I can't find the value of being alive
Nice to meet you, please.
I'm quick to lie about even the smallest things.
Even if I want to stop, I don't have confidence in myself, so I can't even talk to people if I don't lie to myself.
What's more, I quickly disliked my job, and they just lied and explained to my parents who live with me that it was because there was a problem with the company.
If I don't get a job again, I'll be interviewed, but recently I wasn't able to do it.
Even though I've never been in a proper relationship with someone of the opposite sex until now, my ideals are high, so even if I ask parents I haven't seen them to set up a matchmaking seat, I don't like it as soon as I see my partner.
It makes me feel humble that my partner won't like me this way either. I had a past where I had plastic surgery because I didn't have confidence in myself and wanted to change quickly, and there were times when I was in trouble with funds and worked in a sex industry.
Because of that, my personality is crooked, I don't have any friends because I'm not good at socializing, I'm a high school graduate, I don't have any qualifications, and if my partner seems to have a lot of friends at the matchmaking table, I don't think it's good to feel a difference at that point.

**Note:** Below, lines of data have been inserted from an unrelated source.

//! File-backed checkpoint ledger.
//!
//! - The whole ledger is one JSON document
//! - State is persisted atomically (write temp file, then rename)
//! - The previous document is kept as `<path>.bak` before each save
//! - A missing file is an empty ledger

use super::dump;
use super::CheckpointsDb;
use crate::models::{
    CheckpointDiff, CheckpointStatus, DestroyedTableCheckpoint, EngineCheckpoint, LodeError,
    Result, TableCheckpoint, TableName, TableScope, TaskCheckpoint,
};
use async_trait::async_trait;
use serde::{Deserialize, Serialize};
use std::collections::BTreeMap;
use std::fs::{self, File};
use std::io::{BufReader, BufWriter, ErrorKind, Write};
use std::path::{Path, PathBuf};
use std::sync::{Mutex, MutexGuard};
use tracing::{debug, info};

/// On-disk layout of the ledger.
#[derive(Debug, Clone, Default, Serialize, Deserialize)]
struct CheckpointsModel {
    #[serde(default)]
    task: TaskCheckpoint,
    #[serde(default)]
    tables: BTreeMap<TableName, TableCheckpoint>,
}

/// Checkpoint ledger stored in a single JSON file.
pub struct FileCheckpointsDb {
    /// Path to main checkpoint file
    path: PathBuf,
    /// Path to backup file
    backup_path: PathBuf,
    /// Path written before the atomic rename
    temp_path: PathBuf,
    /// Current state; the mutex serializes writers inside this process
    model: Mutex<CheckpointsModel>,
}

impl FileCheckpointsDb {
    /// Open the ledger at `path`, loading it if present.
    pub fn open(path: &Path) -> Result<Self> {
        let model = match File::open(path) {
            Ok(file) => {
                let reader = BufReader::new(file);
                let model: CheckpointsModel = serde_json::from_reader(reader).map_err(|e| {
                    LodeError::Parse(format!("Invalid checkpoint file {}: {e}", path.display()))
                })?;
                info!(
                    path = %path.display(),
                    tables = model.tables.len(),
                    task_id = model.task.task_id,
                    "Loaded checkpoints"
                );
                model
            }
            Err(e) if e.kind() == ErrorKind::NotFound => CheckpointsModel::default(),
            Err(e) => {
                return Err(LodeError::unavailable(
                    format!("checkpoint file {}", path.display()),
                    e,
                ))
            }
        };

        Ok(Self {
            path: path.to_path_buf(),
            backup_path: sibling(path, "bak"),
            temp_path: sibling(path, "tmp"),
            model: Mutex::new(model),
        })
    }

    /// Path of the ledger file.
    pub fn path(&self) -> &Path {
        &self.path
    }

    fn lock(&self) -> Result<MutexGuard<'_, CheckpointsModel>> {
        self.model
            .lock()
            .map_err(|_| LodeError::Internal("checkpoint state lock poisoned".to_string()))
    }

    /// Save the ledger to disk (atomic write).
    fn save(&self, model: &CheckpointsModel) -> Result<()> {
        if let Some(dir) = self.path.parent().filter(|d| !d.as_os_str().is_empty()) {
            fs::create_dir_all(dir).map_err(|e| LodeError::io("creating checkpoint dir", e))?;
        }

        // Backup existing checkpoint
        if self.path.exists() {
            fs::copy(&self.path, &self.backup_path)
                .map_err(|e| LodeError::io("backing up checkpoint", e))?;
        }

        {
            let file = File::create(&self.temp_path)
                .map_err(|e| LodeError::io("creating temp checkpoint", e))?;
            let mut writer = BufWriter::new(file);
            serde_json::to_writer_pretty(&mut writer, model)
                .map_err(|e| LodeError::Internal(format!("Serializing checkpoint: {e}")))?;
            writer
                .flush()
                .map_err(|e| LodeError::io("flushing temp checkpoint", e))?;
        }

        fs::rename(&self.temp_path, &self.path)
            .map_err(|e| LodeError::io("renaming checkpoint", e))?;

        debug!(path = %self.path.display(), "Checkpoint saved");
        Ok(())
    }

    #[cfg(test)]
    pub(crate) fn table_names(&self) -> Result<Vec<TableName>> {
        Ok(self.lock()?.tables.keys().cloned().collect())
    }

    /// Run `f` on the ledger and persist the result.
    fn mutate<R>(&self, f: impl FnOnce(&mut CheckpointsModel) -> Result<R>) -> Result<R> {
        let mut model = self.lock()?;
        let out = f(&mut *model)?;
        self.save(&*model)?;
        Ok(out)
    }
}

fn sibling(path: &Path, ext: &str) -> PathBuf {
    let mut name = path.file_name().unwrap_or_default().to_os_string();
    name.push(".");
    name.push(ext);
    path.with_file_name(name)
}

fn remove_if_exists(path: &Path) -> Result<()> {
    match fs::remove_file(path) {
        Ok(()) => Ok(()),
        Err(e) if e.kind() == ErrorKind::NotFound => Ok(()),
        Err(e) => Err(LodeError::io(format!("removing {}", path.display()), e)),
    }
}

#[async_trait]
impl CheckpointsDb for FileCheckpointsDb {
    async fn initialize(&self, task: &TaskCheckpoint, tables: &[TableName]) -> Result<()> {
        self.mutate(|model| {
            if !model.task.is_initialized() {
                model.task = task.clone();
            }
            for name in tables {
                model
                    .tables
                    .entry(name.clone())
                    .or_insert_with(|| TableCheckpoint::new(name.clone()));
            }
            Ok(())
        })
    }

    async fn task_checkpoint(&self) -> Result<TaskCheckpoint> {
        Ok(self.lock()?.task.clone())
    }

    async fn table_checkpoint(&self, table: &TableName) -> Result<Option<TableCheckpoint>> {
        Ok(self.lock()?.tables.get(table).cloned())
    }

    async fn insert_engine_checkpoints(
        &self,
        table: &TableName,
        engines: Vec<EngineCheckpoint>,
    ) -> Result<()> {
        self.mutate(|model| {
            let cp = model
                .tables
                .get_mut(table)
                .ok_or_else(|| LodeError::NotFound(format!("table {table}")))?;
            for engine in engines {
                cp.engines.insert(engine.engine_id, engine);
            }
            Ok(())
        })
    }

    async fn update(&self, table: &TableName, diff: &CheckpointDiff) -> Result<()> {
        self.mutate(|model| {
            let cp = model
                .tables
                .get_mut(table)
                .ok_or_else(|| LodeError::NotFound(format!("table {table}")))?;
            diff.apply_to(cp);
            Ok(())
        })
    }

    async fn remove_checkpoint(&self, scope: &TableScope) -> Result<()> {
        let mut model = self.lock()?;
        match scope {
            TableScope::All => {
                *model = CheckpointsModel::default();
                remove_if_exists(&self.path)?;
                remove_if_exists(&self.backup_path)?;
                info!("Removed all checkpoints");
                Ok(())
            }
            TableScope::Table(name) => {
                if model.tables.remove(name).is_none() {
                    debug!(table = %name, "No checkpoint to remove");
                    return Ok(());
                }
                self.save(&*model)?;
                info!(table = %name, "Removed table checkpoint");
                Ok(())
            }
        }
    }

    async fn ignore_error_checkpoint(&self, scope: &TableScope) -> Result<()> {
        let mut model = self.lock()?;
        let mut cleared = 0usize;
        for table in model.tables.values_mut() {
            if !scope.matches(&table.table_name) {
                continue;
            }
            if table.failed {
                table.failed = false;
                table.status = CheckpointStatus::Loaded;
                cleared += 1;
                info!(table = %table.table_name, "Cleared table error");
            }
            for engine in table.engines.values_mut().filter(|e| e.failed) {
                engine.failed = false;
                engine.status = CheckpointStatus::Loaded;
                cleared += 1;
            }
        }
        if cleared == 0 {
            debug!(scope = %scope, "No checkpoint error to clear");
            return Ok(());
        }
        self.save(&*model)
    }

    async fn destroy_error_checkpoint(
        &self,
        scope: &TableScope,
    ) -> Result<Vec<DestroyedTableCheckpoint>> {
        let mut model = self.lock()?;
        let targets: Vec<DestroyedTableCheckpoint> = model
            .tables
            .values()
            .filter(|t| t.failed && scope.matches(&t.table_name))
            .map(|t| DestroyedTableCheckpoint {
                table_name: t.table_name.clone(),
                // no engines gives an empty range (min > max)
                min_engine_id: t.min_engine_id().unwrap_or(i32::MAX),
                max_engine_id: t.max_engine_id().unwrap_or(i32::MIN),
            })
            .collect();

        if targets.is_empty() {
            return Err(LodeError::NoErrorRecorded(scope.to_string()));
        }

        for target in &targets {
            model.tables.remove(&target.table_name);
        }
        self.save(&*model)?;
        info!(count = targets.len(), "Destroyed errored table checkpoints");
        Ok(targets)
    }

    async fn dump_tables(&self, sink: &mut (dyn Write + Send)) -> Result<()> {
        let model = self.lock()?;
        dump::write_tables(&model.task, model.tables.values(), sink)
    }

    async fn dump_engines(&self, sink: &mut (dyn Write + Send)) -> Result<()> {
        let model = self.lock()?;
        dump::write_engines(model.tables.values(), sink)
    }

    async fn dump_chunks(&self, sink: &mut (dyn Write + Send)) -> Result<()> {
        let model = self.lock()?;
        dump::write_chunks(model.tables.values(), sink)
    }

    async fn get_local_storing_tables(&self) -> Result<BTreeMap<TableName, Vec<i32>>> {
        let model = self.lock()?;
        let mut result = BTreeMap::new();
        for table in model.tables.values() {
            if table.failed || table.status >= CheckpointStatus::Imported {
                continue;
            }
            let engines: Vec<i32> = table
                .engines
                .values()
                .filter(|e| !e.failed && e.status < CheckpointStatus::Imported)
                .filter(|e| e.chunks.iter().any(|c| c.has_progress()))
                .map(|e| e.engine_id)
                .collect();
            if !engines.is_empty() {
                result.insert(table.table_name.clone(), engines);
            }
        }
        Ok(result)
    }

    async fn close(&self) -> Result<()> {
        debug!(path = %self.path.display(), "Closing checkpoints");
        remove_if_exists(&self.temp_path)
    }
}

I grew up in a mother and child family, and even though I had to protect my mother, I spent all my worries and even splurging money, and even got into debt of about 3 million to my parents.
Even so, I sleep during the day and don't do housework.

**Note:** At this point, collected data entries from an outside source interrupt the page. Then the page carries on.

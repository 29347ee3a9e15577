//! Error types for lodectl.
//!
//! Taxonomy:
//! - Fatal: the store, importer or coordinator cannot be reached, or the
//!   operator passed something malformed. These abort the current command.
//! - Idempotent no-ops: nothing matched the request. Callers treat these as
//!   success so that recovery commands can be re-run.
//! - Per-item: one node or one engine failed. Logged with context and
//!   aggregated; the last one is reported after all items were processed.

use thiserror::Error;

/// Top-level error type for lodectl.
#[derive(Debug, Error)]
pub enum LodeError {
    // ═══════════════════════════════════════════════════════════════════
    // FATAL: abort the command
    // ═══════════════════════════════════════════════════════════════════

    #[error("Configuration error: {0}")]
    Config(#[from] super::ConfigError),

    #[error("Backend unavailable: {what}")]
    BackendUnavailable {
        what: String,
        #[source]
        source: Option<Box<dyn std::error::Error + Send + Sync>>,
    },

    #[error("Invalid argument: {0}")]
    InvalidArgument(String),

    #[error("Invalid engine transition for {engine}: {from} -> {to}")]
    InvalidTransition {
        engine: String,
        from: crate::backend::EngineState,
        to: crate::backend::EngineState,
    },

    #[error("Operation cancelled")]
    Cancelled,

    // ═══════════════════════════════════════════════════════════════════
    // NO-OP: nothing to act on
    // ═══════════════════════════════════════════════════════════════════

    #[error("Not found: {0}")]
    NotFound(String),

    #[error("No table with a recorded error matches {0}")]
    NoErrorRecorded(String),

    // ═══════════════════════════════════════════════════════════════════
    // PER-ITEM: isolated to one node or engine
    // ═══════════════════════════════════════════════════════════════════

    #[error("Store {address} failed: {source}")]
    PerNodeFailure {
        address: String,
        #[source]
        source: Box<LodeError>,
    },

    #[error("Engine {engine} failed: {source}")]
    PerEngineFailure {
        engine: String,
        #[source]
        source: Box<LodeError>,
    },

    // ═══════════════════════════════════════════════════════════════════
    // TRANSPORT: wrapped causes
    // ═══════════════════════════════════════════════════════════════════

    #[error("Network error: {0}")]
    Network(#[from] reqwest::Error),

    #[error("Remote error (status {status}): {message}")]
    Remote { status: u16, message: String },

    #[error("Database error: {0}")]
    Database(#[from] sqlx::Error),

    #[error("IO error: {context}")]
    Io {
        context: String,
        #[source]
        source: std::io::Error,
    },

    #[error("Parse error: {0}")]
    Parse(String),

    #[error("Internal error: {0}")]
    Internal(String),
}

impl LodeError {
    /// Create an IO error with context.
    pub fn io(context: impl Into<String>, source: std::io::Error) -> Self {
        Self::Io {
            context: context.into(),
            source,
        }
    }

    /// Create a backend-unavailable error wrapping its cause.
    pub fn unavailable(
        what: impl Into<String>,
        source: impl std::error::Error + Send + Sync + 'static,
    ) -> Self {
        Self::BackendUnavailable {
            what: what.into(),
            source: Some(Box::new(source)),
        }
    }

    /// Wrap an error as the failure of one fleet node.
    pub fn per_node(address: impl Into<String>, source: LodeError) -> Self {
        Self::PerNodeFailure {
            address: address.into(),
            source: Box::new(source),
        }
    }

    /// Wrap an error as the failure of one engine.
    pub fn per_engine(engine: impl Into<String>, source: LodeError) -> Self {
        Self::PerEngineFailure {
            engine: engine.into(),
            source: Box::new(source),
        }
    }

    /// Whether this error only says "there was nothing to act on".
    pub fn is_not_found(&self) -> bool {
        matches!(self, Self::NotFound(_) | Self::NoErrorRecorded(_))
    }
}

/// Result type alias for lodectl.
pub type Result<T> = std::result::Result<T, LodeError>;

#[cfg(test)]
mod tests {
    use super::*;

    #[test]
    fn test_not_found_kinds_are_noops() {
        assert!(LodeError::NoErrorRecorded("all".into()).is_not_found());
        assert!(LodeError::NotFound("x".into()).is_not_found());
        assert!(!LodeError::Cancelled.is_not_found());
    }

    #[test]
    fn test_per_node_keeps_cause_chain() {
        let err = LodeError::per_node(
            "10.0.0.1:20160",
            LodeError::Remote {
                status: 503,
                message: "busy".into(),
            },
        );
        assert!(err.to_string().contains("10.0.0.1:20160"));
        let source = std::error::Error::source(&err).unwrap();
        assert!(source.to_string().contains("503"));
    }
}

It's bothersome, sluggish, and empty because they want to die, and when warned by their parents, they silence their intimidating attitude by saying words rather than apologizing.
Even if I think I should die, I can't die because I'm afraid of pain.
Typing this sentence makes me want to die, but I'm scared to die just one step away from the veranda.
I just can't find the value of living.
Parents are important. even though they're worried about me.
If I don't have any parents and am lonely for the rest of my life, I'll get the job I live for that day, and even though I don't have to worry about the future, I don't think anyone will be bothered by my death even though I can't do anything, and I'm worried about what will happen to my parents after I die. even though I'm bothering you a lot.
I'm completely escaping reality.
Please tell me how I should feel from now on, as I don't even have the courage to die.
My ideal now is to at least live and work while my parents are alive, pay off my debts, take care of my old age, and die when I finish my parents' funeral.
I think I should do it without permission, but I want to be prepared and live until my parents die to return the favor, so please let me hear your thoughts. I want to be kind to my parents. please.